I just arrived back to Alberta after attending Tyler's wedding on sunday. Great time.
Well, except for the flying part. Not a real fan of the flying thing. And why is it that as I'm getting a lift to the airport I always read about airline tradgedies? Five minutes from check-in and I open up the newspaper directly to this story:
http://news.bbc.co.uk/2/hi/europe/5162082.stm about 150 people dying in a plane crash. At this point I'm crossing my fingers that Westjet has better quality control in their airplanes than the particular S7 Airlines Airbus in Siberia. Thankfully, I am not writing this entry from the great beyond.

So next I proceed to the check-in and get asked the two most annoying questions:

"Did you pack your bags yourself and are you aware of the contents of your bags?"
"Did you leave your bags unattended at any time?"


Obviously, since anyone could just lie, the questions alone won't catch someone who has planned to bring something dangerous on the plane. Or would they?

WestJet Check-in agent: Did you pack your bags yourself and are you aware of the contents of your bags?
Traveler: Yes ma'am. Just a pair of clothes, a book and a bomb. I mean, not a bomb. A toothbrush, not a bomb!
WestJet Check-in agent: AH-HAH! Foiled again!
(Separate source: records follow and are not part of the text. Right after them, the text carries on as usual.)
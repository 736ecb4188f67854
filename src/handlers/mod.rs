// handlers/mod.rs - HTTP handlers grouped by resource
//
// Reads are public unless noted; writes take the `RequireAdmin` extractor,
// which rejects the request before the handler body (and any spreadsheet
// write) runs.

pub mod catalog;
pub mod orders;
pub mod public;
pub mod service_orders;

use axum::http::Uri;

use crate::error::ApiError;

/// Router fallback for unknown paths.
pub async fn not_found(uri: Uri) -> ApiError {
    tracing::debug!("No route for {}", uri.path());
    ApiError::not_found("Not found")
}

/// Method fallback for known paths.
pub async fn method_not_allowed() -> ApiError {
    ApiError::MethodNotAllowed
}
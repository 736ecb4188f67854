//! Flat resources whose rows need no domain logic beyond field coercion.
//!
//! Each one is described by a [`ResourceDef`]; [`CatalogResource`] runs the
//! generic list/get/create/update/delete operations for it.

use serde_json::{Map, Number, Value};
use std::collections::HashMap;
use std::sync::Arc;

use super::normalize::{date_ms, now_iso, number_cell, scalar_text, to_number, today};
use crate::sheets::SheetsClient;
use crate::store::{DeletePolicy, Fields, IdStrategy, Record, StoreError, Table, TableSpec, Tombstone};

#[derive(Debug, Clone, Copy, PartialEq, Eq)]
pub enum FieldKind {
    Text,
    /// Stored as text, returned as a JSON number (0 when blank).
    Number,
}

/// Value used on create when the caller leaves a field blank.
#[derive(Debug, Clone, Copy, PartialEq, Eq)]
pub enum FieldDefault {
    None,
    /// Also shown when a stored cell is blank.
    Literal(&'static str),
    /// `YYYY-MM-DD`
    Today,
    /// RFC 3339 timestamp.
    Now,
}

#[derive(Debug, Clone, Copy)]
pub struct FieldDef {
    pub name: &'static str,
    pub kind: FieldKind,
    pub default: FieldDefault,
}

const fn text(name: &'static str) -> FieldDef {
    FieldDef {
        name,
        kind: FieldKind::Text,
        default: FieldDefault::None,
    }
}

const fn number(name: &'static str) -> FieldDef {
    FieldDef {
        name,
        kind: FieldKind::Number,
        default: FieldDefault::None,
    }
}

const fn defaulted(name: &'static str, default: FieldDefault) -> FieldDef {
    FieldDef {
        name,
        kind: FieldKind::Text,
        default,
    }
}

#[derive(Debug, Clone, Copy)]
pub struct ResourceDef {
    /// Mounted at `/api/{path}`.
    pub path: &'static str,
    pub table: TableSpec,
    /// Every column except `id`, in header order.
    pub fields: &'static [FieldDef],
    /// Query parameters that filter the list by exact field value.
    pub filters: &'static [&'static str],
    /// Fields searched case-insensitively by `?q=`.
    pub search: &'static [&'static str],
    /// List order: newest value of this date field first.
    pub newest_first_by: Option<&'static str>,
    /// Reads need no admin credential.
    pub public_reads: bool,
    /// Creates need no admin credential.
    pub public_create: bool,
}

pub const PRODUCTS: ResourceDef = ResourceDef {
    path: "products",
    table: TableSpec {
        name: "products",
        entity: "Product",
        default_header: &["id", "name", "description", "price", "imageUrl", "category", "stock", "rating", "status"],
        tombstone: Tombstone::None,
        id: IdStrategy::Timestamp("prd"),
        sequence: None,
        required: &["name", "description", "imageUrl", "category"],
    },
    fields: &[
        text("name"),
        text("description"),
        number("price"),
        text("imageUrl"),
        text("category"),
        number("stock"),
        number("rating"),
        defaulted("status", FieldDefault::Literal("published")),
    ],
    filters: &["category", "status"],
    search: &[],
    newest_first_by: None,
    public_reads: true,
    public_create: false,
};

pub const NEWS: ResourceDef = ResourceDef {
    path: "news",
    table: TableSpec {
        name: "news",
        entity: "Article",
        default_header: &[
            "id",
            "title",
            "excerpt",
            "content",
            "imageUrl",
            "category",
            "author",
            "publishedDate",
            "status",
        ],
        tombstone: Tombstone::None,
        id: IdStrategy::Timestamp("news"),
        sequence: None,
        required: &["title", "excerpt", "content", "imageUrl"],
    },
    fields: &[
        text("title"),
        text("excerpt"),
        text("content"),
        text("imageUrl"),
        defaulted("category", FieldDefault::Literal("news")),
        defaulted("author", FieldDefault::Literal("Admin")),
        defaulted("publishedDate", FieldDefault::Today),
        defaulted("status", FieldDefault::Literal("published")),
    ],
    filters: &["category", "status"],
    search: &["title", "excerpt", "content"],
    newest_first_by: Some("publishedDate"),
    public_reads: true,
    public_create: false,
};

pub const MESSAGES: ResourceDef = ResourceDef {
    path: "messages",
    table: TableSpec {
        name: "messages",
        entity: "Message",
        default_header: &["id", "createdAt", "fullName", "phone", "email", "message", "status", "source"],
        tombstone: Tombstone::None,
        id: IdStrategy::Timestamp("msg"),
        sequence: None,
        required: &["fullName", "phone", "message"],
    },
    fields: &[
        defaulted("createdAt", FieldDefault::Now),
        text("fullName"),
        text("phone"),
        text("email"),
        text("message"),
        defaulted("status", FieldDefault::Literal("new")),
        defaulted("source", FieldDefault::Literal("contact-page")),
    ],
    filters: &["status"],
    search: &[],
    newest_first_by: Some("createdAt"),
    public_reads: false,
    public_create: true,
};

pub const CONTACT: ResourceDef = ResourceDef {
    path: "contact",
    table: TableSpec {
        name: "contact",
        entity: "Store",
        default_header: &["id", "name", "address", "phone", "email", "hours", "googleMapsUrl"],
        tombstone: Tombstone::None,
        id: IdStrategy::Timestamp("store"),
        sequence: None,
        required: &["name", "address", "phone", "email"],
    },
    fields: &[
        text("name"),
        text("address"),
        text("phone"),
        text("email"),
        text("hours"),
        text("googleMapsUrl"),
    ],
    filters: &[],
    search: &[],
    newest_first_by: None,
    public_reads: true,
    public_create: false,
};

pub const CATALOG: [ResourceDef; 4] = [PRODUCTS, NEWS, MESSAGES, CONTACT];

/// Cell text to store for `value`, or `None` when it is not a scalar.
fn cell_value(field: &FieldDef, value: &Value) -> Option<String> {
    let text = scalar_text(value)?;
    Some(match field.kind {
        FieldKind::Number if text.is_empty() => text,
        FieldKind::Number => number_cell(to_number(&text, 0.0)),
        FieldKind::Text => text,
    })
}

fn json_number(n: f64) -> Value {
    if n.fract() == 0.0 && n.abs() < 1e15 {
        Value::from(n as i64)
    } else {
        Number::from_f64(n).map(Value::Number).unwrap_or(Value::Null)
    }
}

#[derive(Clone)]
pub struct CatalogResource {
    def: ResourceDef,
    table: Table,
}

impl CatalogResource {
    pub fn new(client: Arc<dyn SheetsClient>, def: ResourceDef) -> Self {
        Self {
            table: Table::new(client, def.table),
            def,
        }
    }

    pub fn def(&self) -> &ResourceDef {
        &self.def
    }

    fn to_json(&self, record: &Record) -> Value {
        let mut out = Map::new();
        out.insert("id".into(), Value::String(record.id().to_string()));
        for field in self.def.fields {
            let cell = record.text(field.name);
            let value = match (field.kind, field.default) {
                (FieldKind::Number, _) => json_number(to_number(&cell, 0.0)),
                (FieldKind::Text, FieldDefault::Literal(default)) if cell.is_empty() => Value::String(default.into()),
                (FieldKind::Text, _) => Value::String(cell),
            };
            out.insert(field.name.into(), value);
        }
        Value::Object(out)
    }

    /// Every record matching the filters in `query`.
    pub async fn list(&self, query: &HashMap<String, String>) -> Result<Vec<Value>, StoreError> {
        let param = |name: &str| query.get(name).map(|v| v.trim()).filter(|v| !v.is_empty());
        // `q` only means something for resources with searchable fields
        let needle = param("q")
            .filter(|_| !self.def.search.is_empty())
            .map(str::to_lowercase);

        let mut records: Vec<Record> = self
            .table
            .list()
            .await?
            .into_iter()
            .filter(|r| {
                self.def
                    .filters
                    .iter()
                    .all(|f| param(f).map_or(true, |wanted| self.shown(r, f) == wanted))
            })
            .filter(|r| match &needle {
                Some(needle) => self
                    .def
                    .search
                    .iter()
                    .any(|f| r.text(f).to_lowercase().contains(needle.as_str())),
                None => true,
            })
            .collect();

        if let Some(field) = self.def.newest_first_by {
            records.sort_by_key(|r| std::cmp::Reverse(date_ms(r.get(field))));
        }
        Ok(records.iter().map(|r| self.to_json(r)).collect())
    }

    /// Stored text of `field`, with a literal default standing in for blank.
    fn shown(&self, record: &Record, field: &str) -> String {
        let cell = record.text(field);
        match self.def.fields.iter().find(|f| f.name == field).map(|f| f.default) {
            Some(FieldDefault::Literal(default)) if cell.is_empty() => default.to_string(),
            _ => cell,
        }
    }

    pub async fn get(&self, id: &str) -> Result<Value, StoreError> {
        let record = self
            .table
            .find_by_id(id)
            .await?
            .ok_or_else(|| StoreError::not_found(format!("{} not found", self.def.table.entity)))?;
        Ok(self.to_json(&record))
    }

    pub async fn create(&self, body: &Map<String, Value>) -> Result<Value, StoreError> {
        let mut f = Fields::new();
        if let Some(id) = body.get("id").and_then(scalar_text).filter(|id| !id.is_empty()) {
            f.insert("id".into(), id);
        }
        for field in self.def.fields {
            let given = body.get(field.name).and_then(|v| cell_value(field, v)).filter(|v| !v.is_empty());
            let value = match (given, field.default) {
                (Some(value), _) => value,
                (None, FieldDefault::Literal(default)) => default.to_string(),
                (None, FieldDefault::Today) => today(),
                (None, FieldDefault::Now) => now_iso(),
                (None, FieldDefault::None) if field.kind == FieldKind::Number => "0".to_string(),
                (None, FieldDefault::None) => String::new(),
            };
            f.insert(field.name.into(), value);
        }

        let record = self.table.create(f).await?;
        Ok(self.to_json(&record))
    }

    /// Overwrites the fields present in `body`; `id` never changes.
    pub async fn update(&self, id: &str, body: &Map<String, Value>) -> Result<Value, StoreError> {
        let changes: Fields = self
            .def
            .fields
            .iter()
            .filter_map(|field| {
                let value = body.get(field.name)?;
                cell_value(field, value).map(|v| (field.name.to_string(), v))
            })
            .collect();

        let record = self.table.patch(id, changes).await?;
        Ok(self.to_json(&record))
    }

    /// Removes the row.
    pub async fn delete(&self, id: &str) -> Result<(), StoreError> {
        self.table.delete(id, DeletePolicy::Hard).await?;
        Ok(())
    }
}

/// One [`CatalogResource`] per entry of [`CATALOG`].
pub fn catalog(client: Arc<dyn SheetsClient>) -> Vec<CatalogResource> {
    CATALOG
        .iter()
        .map(|def| CatalogResource::new(client.clone(), *def))
        .collect()
}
Or maybe the questions are meant to find dangerous items that have been placed with innocent travelers?

WestJet Check-in agent: Did you leave your bags unattended at any time?
Traveler: I don't believe so. Oh wait, maybe. I did leave my bag for a few hours while I was touring that Nuclear facility in North Korea. On returning it seemed to be a bit heavier, but I didn't think anything of it. Next, I did have that vacation in Colombia, where I asked the Cali Cartel to look after my bag for a bit. And oh wait, there was that brief jaunt to the ghettos of Detroit where I left my bag on the bus and then found it four hours later. But that nice group of gangbangers assured me that they weren't stowing their contraband and weapons in it. I haven't really checked it since those places, but I'm sure everything is fine.
WestJet Check-in agent: Well that seems reasonable to me. Hmmm, on second thought, maybe I will give it a quick check.


In reality, there is a reason the two questions were first adopted. In 1986, a security guard for the Israeli airline El Al questioned a pregnant Irish woman at London's Heathrow Airport and discovered her Jordanian fiancee had duped her into carrying a bomb onto an Israeli jet.
However, what started as meaningful has become essentially irrelevant. In the United States and Canada, the questions were reduced to two and people (such as Westjet check in people) were never trained to interrogate passengers properly. If the questions were being utilized properly, a trained interrogator would ask some simple queries while looking for reasons to ask further questions, such as shiftiness or conflicting responses. Now you get the desultory way the check in people ask the two questions, as if it were a rote stupid task to get through. Internationally, the security people ask the questions and they do the unnerving stare-into-your-eyes thing when they ask. This makes the person end up feeling guilty even when they don't have a contraband salami.
I'm not advocating interogations, but I am advocating scrapping the two questions if they are going to be used in the manner that they currently are.